**What you should do**
Only the lines from the top of the following listing through the line with "the resolver transmutes" belong in your answer, exactly as written.

**Given records**
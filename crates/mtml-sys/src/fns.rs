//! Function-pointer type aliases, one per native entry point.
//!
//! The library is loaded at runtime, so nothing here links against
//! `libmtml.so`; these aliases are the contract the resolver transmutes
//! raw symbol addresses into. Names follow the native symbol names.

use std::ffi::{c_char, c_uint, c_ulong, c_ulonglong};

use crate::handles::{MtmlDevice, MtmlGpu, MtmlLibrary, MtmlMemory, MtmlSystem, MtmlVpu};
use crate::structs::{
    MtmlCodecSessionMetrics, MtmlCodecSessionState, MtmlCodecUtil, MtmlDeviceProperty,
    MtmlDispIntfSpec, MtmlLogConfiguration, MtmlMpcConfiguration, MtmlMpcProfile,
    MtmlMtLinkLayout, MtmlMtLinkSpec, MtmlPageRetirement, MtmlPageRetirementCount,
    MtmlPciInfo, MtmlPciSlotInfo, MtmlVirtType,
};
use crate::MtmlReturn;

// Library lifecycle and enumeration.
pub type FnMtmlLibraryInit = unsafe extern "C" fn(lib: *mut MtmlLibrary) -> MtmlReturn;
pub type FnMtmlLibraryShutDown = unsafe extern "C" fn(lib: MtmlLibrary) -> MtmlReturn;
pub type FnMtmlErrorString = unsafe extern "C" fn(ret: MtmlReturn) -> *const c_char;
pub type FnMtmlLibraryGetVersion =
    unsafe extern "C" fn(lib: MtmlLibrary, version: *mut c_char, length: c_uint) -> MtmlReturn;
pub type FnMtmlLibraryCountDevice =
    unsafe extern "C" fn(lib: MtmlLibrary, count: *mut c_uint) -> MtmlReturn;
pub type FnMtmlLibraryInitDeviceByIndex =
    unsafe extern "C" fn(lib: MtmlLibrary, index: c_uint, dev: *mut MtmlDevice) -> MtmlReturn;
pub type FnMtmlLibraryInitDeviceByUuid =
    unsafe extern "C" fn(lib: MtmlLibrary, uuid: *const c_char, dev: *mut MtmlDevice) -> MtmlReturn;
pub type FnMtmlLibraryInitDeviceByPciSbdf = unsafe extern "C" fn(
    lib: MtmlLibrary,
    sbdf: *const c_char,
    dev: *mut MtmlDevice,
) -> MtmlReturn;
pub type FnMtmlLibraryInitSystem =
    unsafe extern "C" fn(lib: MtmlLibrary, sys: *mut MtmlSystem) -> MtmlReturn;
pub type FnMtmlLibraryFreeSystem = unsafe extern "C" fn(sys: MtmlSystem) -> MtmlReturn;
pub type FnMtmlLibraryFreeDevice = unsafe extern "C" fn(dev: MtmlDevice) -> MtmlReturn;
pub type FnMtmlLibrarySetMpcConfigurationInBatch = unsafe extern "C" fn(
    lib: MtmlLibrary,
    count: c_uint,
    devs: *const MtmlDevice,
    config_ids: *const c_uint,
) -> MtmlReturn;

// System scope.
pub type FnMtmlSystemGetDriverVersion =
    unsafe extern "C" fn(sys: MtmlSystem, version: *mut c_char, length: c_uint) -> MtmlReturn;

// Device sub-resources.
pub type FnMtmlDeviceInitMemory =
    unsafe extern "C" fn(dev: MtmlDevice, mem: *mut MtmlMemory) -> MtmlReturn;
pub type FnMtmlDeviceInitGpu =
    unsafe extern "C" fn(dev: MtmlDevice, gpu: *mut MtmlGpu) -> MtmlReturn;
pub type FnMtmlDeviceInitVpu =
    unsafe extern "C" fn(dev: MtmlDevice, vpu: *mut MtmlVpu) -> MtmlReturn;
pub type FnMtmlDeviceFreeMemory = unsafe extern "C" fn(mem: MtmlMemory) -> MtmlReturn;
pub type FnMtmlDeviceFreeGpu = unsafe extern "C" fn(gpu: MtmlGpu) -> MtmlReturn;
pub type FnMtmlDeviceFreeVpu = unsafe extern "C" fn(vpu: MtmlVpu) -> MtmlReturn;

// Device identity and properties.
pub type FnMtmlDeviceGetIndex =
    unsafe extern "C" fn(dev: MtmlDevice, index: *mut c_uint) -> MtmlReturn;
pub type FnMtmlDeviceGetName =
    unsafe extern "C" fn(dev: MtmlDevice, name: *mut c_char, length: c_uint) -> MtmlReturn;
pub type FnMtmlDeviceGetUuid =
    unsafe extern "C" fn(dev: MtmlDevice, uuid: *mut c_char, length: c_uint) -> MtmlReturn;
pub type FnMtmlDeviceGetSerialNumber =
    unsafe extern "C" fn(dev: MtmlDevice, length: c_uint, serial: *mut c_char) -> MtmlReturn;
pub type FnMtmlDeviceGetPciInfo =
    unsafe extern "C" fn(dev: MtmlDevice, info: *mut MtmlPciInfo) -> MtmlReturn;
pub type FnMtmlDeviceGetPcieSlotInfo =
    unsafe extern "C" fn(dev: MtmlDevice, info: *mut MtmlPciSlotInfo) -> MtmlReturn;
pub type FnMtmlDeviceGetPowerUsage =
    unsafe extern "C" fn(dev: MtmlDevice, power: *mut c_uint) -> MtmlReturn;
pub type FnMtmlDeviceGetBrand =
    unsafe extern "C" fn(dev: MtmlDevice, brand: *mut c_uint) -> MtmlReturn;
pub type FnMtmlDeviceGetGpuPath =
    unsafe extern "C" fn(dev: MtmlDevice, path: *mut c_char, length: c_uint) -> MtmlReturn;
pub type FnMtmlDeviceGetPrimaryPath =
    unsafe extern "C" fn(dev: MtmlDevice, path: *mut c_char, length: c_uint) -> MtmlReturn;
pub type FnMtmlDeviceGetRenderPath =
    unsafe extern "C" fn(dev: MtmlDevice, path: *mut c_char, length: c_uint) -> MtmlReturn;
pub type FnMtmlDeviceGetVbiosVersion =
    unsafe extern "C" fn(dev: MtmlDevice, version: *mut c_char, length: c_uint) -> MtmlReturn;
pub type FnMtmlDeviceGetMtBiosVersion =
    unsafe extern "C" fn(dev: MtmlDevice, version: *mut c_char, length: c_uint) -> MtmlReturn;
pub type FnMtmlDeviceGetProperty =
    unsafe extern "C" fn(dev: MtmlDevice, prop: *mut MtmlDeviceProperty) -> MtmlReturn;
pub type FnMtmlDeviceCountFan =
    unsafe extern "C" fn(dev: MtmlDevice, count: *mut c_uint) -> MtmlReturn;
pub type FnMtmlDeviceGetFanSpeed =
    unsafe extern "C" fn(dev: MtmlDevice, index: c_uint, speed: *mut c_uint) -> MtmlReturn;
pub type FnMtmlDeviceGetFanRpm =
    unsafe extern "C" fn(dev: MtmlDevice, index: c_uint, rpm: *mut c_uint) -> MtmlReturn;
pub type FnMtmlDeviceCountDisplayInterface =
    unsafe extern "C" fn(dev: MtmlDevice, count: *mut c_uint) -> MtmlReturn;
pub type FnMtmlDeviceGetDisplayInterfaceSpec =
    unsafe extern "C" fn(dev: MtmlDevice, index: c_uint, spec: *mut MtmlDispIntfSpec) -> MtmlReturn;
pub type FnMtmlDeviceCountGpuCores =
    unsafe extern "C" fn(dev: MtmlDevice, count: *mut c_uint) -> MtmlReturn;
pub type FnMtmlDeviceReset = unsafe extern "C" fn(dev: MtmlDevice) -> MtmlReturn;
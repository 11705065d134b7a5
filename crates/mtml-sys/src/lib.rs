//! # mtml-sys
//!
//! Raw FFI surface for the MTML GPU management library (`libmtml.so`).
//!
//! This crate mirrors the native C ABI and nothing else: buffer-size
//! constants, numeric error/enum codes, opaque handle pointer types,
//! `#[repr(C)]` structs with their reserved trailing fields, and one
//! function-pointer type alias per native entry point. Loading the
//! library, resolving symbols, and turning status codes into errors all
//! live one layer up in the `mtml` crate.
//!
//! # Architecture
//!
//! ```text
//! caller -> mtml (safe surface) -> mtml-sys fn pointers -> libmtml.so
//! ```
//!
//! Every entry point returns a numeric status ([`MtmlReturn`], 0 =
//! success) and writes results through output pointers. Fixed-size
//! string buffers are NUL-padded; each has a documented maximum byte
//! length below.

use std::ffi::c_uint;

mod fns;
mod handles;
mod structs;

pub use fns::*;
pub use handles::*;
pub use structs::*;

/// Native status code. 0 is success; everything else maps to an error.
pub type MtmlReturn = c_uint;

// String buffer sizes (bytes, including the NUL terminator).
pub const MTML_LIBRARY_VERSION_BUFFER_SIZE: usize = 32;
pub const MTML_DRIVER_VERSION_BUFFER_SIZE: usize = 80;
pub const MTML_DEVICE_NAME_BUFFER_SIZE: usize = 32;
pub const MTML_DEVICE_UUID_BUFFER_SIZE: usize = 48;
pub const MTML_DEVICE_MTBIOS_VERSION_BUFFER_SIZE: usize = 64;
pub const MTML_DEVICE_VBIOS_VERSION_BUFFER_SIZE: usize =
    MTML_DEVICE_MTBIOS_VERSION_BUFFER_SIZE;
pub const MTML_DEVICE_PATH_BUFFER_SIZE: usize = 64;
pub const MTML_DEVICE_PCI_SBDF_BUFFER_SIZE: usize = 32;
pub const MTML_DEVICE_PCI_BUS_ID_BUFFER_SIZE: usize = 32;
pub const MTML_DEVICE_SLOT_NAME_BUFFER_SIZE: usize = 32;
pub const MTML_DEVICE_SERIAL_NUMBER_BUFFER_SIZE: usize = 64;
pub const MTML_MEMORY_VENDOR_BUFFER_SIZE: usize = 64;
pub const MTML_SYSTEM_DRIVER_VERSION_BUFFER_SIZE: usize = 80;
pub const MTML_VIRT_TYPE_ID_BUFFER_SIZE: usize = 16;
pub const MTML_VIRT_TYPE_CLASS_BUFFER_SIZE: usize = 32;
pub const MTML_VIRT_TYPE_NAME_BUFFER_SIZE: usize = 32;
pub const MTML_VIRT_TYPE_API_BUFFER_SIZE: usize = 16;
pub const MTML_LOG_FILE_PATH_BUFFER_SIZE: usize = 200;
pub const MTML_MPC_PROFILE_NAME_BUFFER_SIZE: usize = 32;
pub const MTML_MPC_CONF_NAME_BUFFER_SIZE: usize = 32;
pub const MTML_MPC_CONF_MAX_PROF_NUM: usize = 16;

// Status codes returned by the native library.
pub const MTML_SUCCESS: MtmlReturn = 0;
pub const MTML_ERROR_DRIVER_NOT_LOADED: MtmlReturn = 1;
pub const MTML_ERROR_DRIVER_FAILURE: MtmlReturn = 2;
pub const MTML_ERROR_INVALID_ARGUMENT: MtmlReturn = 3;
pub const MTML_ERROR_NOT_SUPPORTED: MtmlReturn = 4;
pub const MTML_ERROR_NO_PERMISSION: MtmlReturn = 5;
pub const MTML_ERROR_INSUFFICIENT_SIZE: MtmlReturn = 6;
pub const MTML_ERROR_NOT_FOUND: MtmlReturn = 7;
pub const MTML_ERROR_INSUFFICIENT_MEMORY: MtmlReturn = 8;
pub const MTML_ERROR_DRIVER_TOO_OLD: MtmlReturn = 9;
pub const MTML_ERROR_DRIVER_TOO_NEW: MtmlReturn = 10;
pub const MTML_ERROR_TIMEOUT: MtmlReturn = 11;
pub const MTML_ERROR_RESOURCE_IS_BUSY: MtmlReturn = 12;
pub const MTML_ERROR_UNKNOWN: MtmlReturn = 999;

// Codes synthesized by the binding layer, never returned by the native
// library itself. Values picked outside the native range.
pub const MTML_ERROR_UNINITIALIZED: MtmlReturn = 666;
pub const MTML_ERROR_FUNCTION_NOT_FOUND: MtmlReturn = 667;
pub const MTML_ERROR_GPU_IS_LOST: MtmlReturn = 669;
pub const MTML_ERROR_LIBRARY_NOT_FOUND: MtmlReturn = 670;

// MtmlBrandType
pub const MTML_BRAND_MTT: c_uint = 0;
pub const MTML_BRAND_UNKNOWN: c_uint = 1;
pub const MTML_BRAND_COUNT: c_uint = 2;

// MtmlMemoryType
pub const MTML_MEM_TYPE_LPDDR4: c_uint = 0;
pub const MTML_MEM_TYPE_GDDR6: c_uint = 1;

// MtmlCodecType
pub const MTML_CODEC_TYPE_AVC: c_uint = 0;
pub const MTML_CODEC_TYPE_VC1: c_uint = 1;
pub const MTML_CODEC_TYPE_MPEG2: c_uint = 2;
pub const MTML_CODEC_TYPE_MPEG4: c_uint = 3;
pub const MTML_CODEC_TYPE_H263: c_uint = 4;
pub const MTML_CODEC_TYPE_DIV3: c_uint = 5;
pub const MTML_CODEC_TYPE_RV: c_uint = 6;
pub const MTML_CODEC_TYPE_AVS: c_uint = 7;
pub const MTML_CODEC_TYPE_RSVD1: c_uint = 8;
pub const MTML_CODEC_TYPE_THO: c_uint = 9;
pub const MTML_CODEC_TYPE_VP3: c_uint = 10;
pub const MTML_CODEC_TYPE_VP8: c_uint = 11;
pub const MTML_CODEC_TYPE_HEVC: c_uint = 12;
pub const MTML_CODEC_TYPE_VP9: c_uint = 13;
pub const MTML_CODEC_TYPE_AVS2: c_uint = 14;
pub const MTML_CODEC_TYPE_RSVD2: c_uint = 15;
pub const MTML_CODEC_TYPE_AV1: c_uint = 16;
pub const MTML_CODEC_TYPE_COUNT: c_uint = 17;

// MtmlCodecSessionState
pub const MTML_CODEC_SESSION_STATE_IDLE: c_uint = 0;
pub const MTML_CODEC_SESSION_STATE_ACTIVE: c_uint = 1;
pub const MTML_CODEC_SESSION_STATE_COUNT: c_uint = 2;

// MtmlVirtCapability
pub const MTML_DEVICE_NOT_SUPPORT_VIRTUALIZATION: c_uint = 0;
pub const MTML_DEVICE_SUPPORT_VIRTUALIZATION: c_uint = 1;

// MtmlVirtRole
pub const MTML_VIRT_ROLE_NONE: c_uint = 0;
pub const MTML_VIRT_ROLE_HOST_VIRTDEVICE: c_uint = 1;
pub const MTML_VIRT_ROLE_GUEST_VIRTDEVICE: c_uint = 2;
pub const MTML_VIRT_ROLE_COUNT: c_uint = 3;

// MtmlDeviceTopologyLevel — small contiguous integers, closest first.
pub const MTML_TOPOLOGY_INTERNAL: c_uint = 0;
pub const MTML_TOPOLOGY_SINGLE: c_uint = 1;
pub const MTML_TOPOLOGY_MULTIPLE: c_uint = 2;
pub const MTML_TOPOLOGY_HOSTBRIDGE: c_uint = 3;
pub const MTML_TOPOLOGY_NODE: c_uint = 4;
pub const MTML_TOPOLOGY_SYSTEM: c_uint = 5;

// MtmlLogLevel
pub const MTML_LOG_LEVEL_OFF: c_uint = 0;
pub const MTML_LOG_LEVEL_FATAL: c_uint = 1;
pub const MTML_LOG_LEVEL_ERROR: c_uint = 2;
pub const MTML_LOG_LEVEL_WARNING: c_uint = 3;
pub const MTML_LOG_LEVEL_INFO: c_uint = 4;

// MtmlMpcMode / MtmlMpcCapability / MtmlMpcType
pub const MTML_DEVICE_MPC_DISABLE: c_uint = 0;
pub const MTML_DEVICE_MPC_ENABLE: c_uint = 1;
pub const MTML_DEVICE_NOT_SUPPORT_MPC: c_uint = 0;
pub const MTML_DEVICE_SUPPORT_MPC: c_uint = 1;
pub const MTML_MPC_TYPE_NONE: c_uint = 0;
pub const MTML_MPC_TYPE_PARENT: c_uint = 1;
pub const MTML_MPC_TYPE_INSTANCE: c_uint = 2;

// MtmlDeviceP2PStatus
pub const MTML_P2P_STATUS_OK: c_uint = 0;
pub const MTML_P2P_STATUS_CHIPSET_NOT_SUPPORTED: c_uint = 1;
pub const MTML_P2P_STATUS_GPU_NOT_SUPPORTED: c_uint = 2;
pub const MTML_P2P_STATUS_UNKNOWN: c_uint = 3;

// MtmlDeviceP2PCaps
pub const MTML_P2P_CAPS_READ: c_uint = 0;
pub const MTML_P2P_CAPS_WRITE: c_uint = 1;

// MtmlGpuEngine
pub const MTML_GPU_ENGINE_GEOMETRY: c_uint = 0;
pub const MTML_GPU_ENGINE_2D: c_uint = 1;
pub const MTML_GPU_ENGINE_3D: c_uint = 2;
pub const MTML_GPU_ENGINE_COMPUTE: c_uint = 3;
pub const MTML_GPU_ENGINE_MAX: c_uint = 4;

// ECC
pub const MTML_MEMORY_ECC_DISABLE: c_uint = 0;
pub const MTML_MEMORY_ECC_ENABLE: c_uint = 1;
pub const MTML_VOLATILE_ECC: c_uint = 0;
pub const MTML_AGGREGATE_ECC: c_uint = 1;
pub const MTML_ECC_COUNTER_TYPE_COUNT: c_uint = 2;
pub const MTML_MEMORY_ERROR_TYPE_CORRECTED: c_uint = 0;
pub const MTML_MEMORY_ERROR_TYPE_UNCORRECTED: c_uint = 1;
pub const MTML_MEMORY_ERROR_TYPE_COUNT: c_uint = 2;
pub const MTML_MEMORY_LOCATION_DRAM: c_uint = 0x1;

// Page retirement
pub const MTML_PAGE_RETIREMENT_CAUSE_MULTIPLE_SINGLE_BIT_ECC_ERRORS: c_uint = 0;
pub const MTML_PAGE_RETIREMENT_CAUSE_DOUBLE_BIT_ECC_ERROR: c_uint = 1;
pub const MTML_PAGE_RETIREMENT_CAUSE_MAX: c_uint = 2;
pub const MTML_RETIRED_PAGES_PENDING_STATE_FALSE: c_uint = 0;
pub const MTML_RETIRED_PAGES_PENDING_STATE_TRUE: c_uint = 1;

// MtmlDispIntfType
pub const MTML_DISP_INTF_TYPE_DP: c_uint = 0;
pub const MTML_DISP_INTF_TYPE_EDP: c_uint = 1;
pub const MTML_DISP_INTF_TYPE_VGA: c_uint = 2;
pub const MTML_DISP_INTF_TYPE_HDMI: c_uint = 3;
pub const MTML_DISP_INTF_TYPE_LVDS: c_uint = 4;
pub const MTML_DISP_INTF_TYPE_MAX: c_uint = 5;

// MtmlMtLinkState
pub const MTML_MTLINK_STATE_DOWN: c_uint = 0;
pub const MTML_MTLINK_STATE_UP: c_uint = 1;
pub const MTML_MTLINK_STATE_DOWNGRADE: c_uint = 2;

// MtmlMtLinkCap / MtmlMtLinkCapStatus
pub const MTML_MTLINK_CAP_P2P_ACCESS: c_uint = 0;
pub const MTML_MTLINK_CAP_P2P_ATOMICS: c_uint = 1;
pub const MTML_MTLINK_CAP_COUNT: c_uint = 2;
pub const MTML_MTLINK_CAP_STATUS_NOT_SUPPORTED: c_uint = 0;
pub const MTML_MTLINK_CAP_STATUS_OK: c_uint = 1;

**Result of this task**
filename crates/mtml-sys/src/fns.rs
//! Function-pointer type aliases, one per native entry point.
//!
//! The library is loaded at runtime, so nothing here links against
//! `libmtml.so`; these aliases are the contract the resolver transmutes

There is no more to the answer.